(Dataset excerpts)
//! Error types for index-string parsing and resolution.

use thiserror::Error;

/// Errors that can occur while parsing or resolving an index string.
#[derive(Error, Debug, Clone, PartialEq, Eq)]
pub enum IndexError {
    /// Empty input provided.
    #[error("empty index expression")]
    Empty,

    /// Syntax error at a specific position in the input.
    #[error("syntax error at position {position}: {message}")]
    Syntax {
        /// Byte offset in the input where the error occurred.
        position: usize,
        /// Description of the error.
        message: String,
    },

    /// Zero was used as an index; positions start at 1.
    #[error("zero is not a valid index; indexing starts from 1")]
    ZeroIndex,

    /// Index resolves outside `[1, total_len]`.
    #[error("index {index} is out of range for length {total_len}")]
    OutOfRange {
        /// The index as written.
        index: i64,
        /// Total length the index was resolved against.
        total_len: usize,
    },

    /// Range start resolves after its end.
    #[error("range start {start} is after range end {end}")]
    InvertedRange {
        /// Resolved start position.
        start: usize,
        /// Resolved end position.
        end: usize,
    },

    /// Step is zero or negative.
    #[error("range step must be positive, got {0}")]
    InvalidStep(i64),
}

/// Result type for index operations.
pub type IndexResult<T> = std::result::Result<T, IndexError>;
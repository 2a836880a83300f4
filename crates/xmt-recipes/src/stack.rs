//! Inclusion stack for cycle detection.

use crate::error::{RecipeError, RecipeResult};

/// Identifiers of the recipes currently being composed, outermost first.
///
/// One stack is created per root composition and threaded through every
/// nested inclusion. An identifier is pushed when its recipe starts composing
/// and popped when that branch finishes, so two siblings sharing a dependency
/// are not mistaken for a cycle.
#[derive(Debug, Clone, Default)]
pub(crate) struct InclusionStack {
    ids: Vec<String>,
    entered: usize,
    max_depth: usize,
}

impl InclusionStack {
    /// Creates an empty stack.
    pub(crate) fn new() -> Self {
        Self::default()
    }

    /// Pushes `id`, failing if it is already being composed.
    pub(crate) fn enter(&mut self, id: &str) -> RecipeResult<()> {
        if self.contains(id) {
            let mut chain = self.ids.clone();
            chain.push(id.to_string());
            return Err(RecipeError::CyclicDependency {
                id: id.to_string(),
                chain,
            });
        }
        self.ids.push(id.to_string());
        self.entered += 1;
        self.max_depth = self.max_depth.max(self.ids.len());
        Ok(())
    }

    /// Pops `id`, which must be the innermost entry.
    pub(crate) fn leave(&mut self, id: &str) {
        let popped = self.ids.pop();
        debug_assert_eq!(popped.as_deref(), Some(id), "unbalanced inclusion stack");
    }

    /// Returns true if `id` is currently being composed.
    pub(crate) fn contains(&self, id: &str) -> bool {
        self.ids.iter().any(|entry| entry == id)
    }

    /// Current nesting depth.
    pub(crate) fn depth(&self) -> usize {
        self.ids.len()
    }

    /// Number of recipes entered so far.
    pub(crate) fn entered(&self) -> usize {
        self.entered
    }

    /// Deepest nesting reached so far.
    pub(crate) fn max_depth(&self) -> usize {
        self.max_depth
    }
}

_ABOUT THIS TASK_.
Search the entries above for "derive". Return every line that has it.

_EXERCISE RESULT_.
#[derive(Error, Debug, Clone, PartialEq, Eq)]
#[derive(Debug, Clone, Default)]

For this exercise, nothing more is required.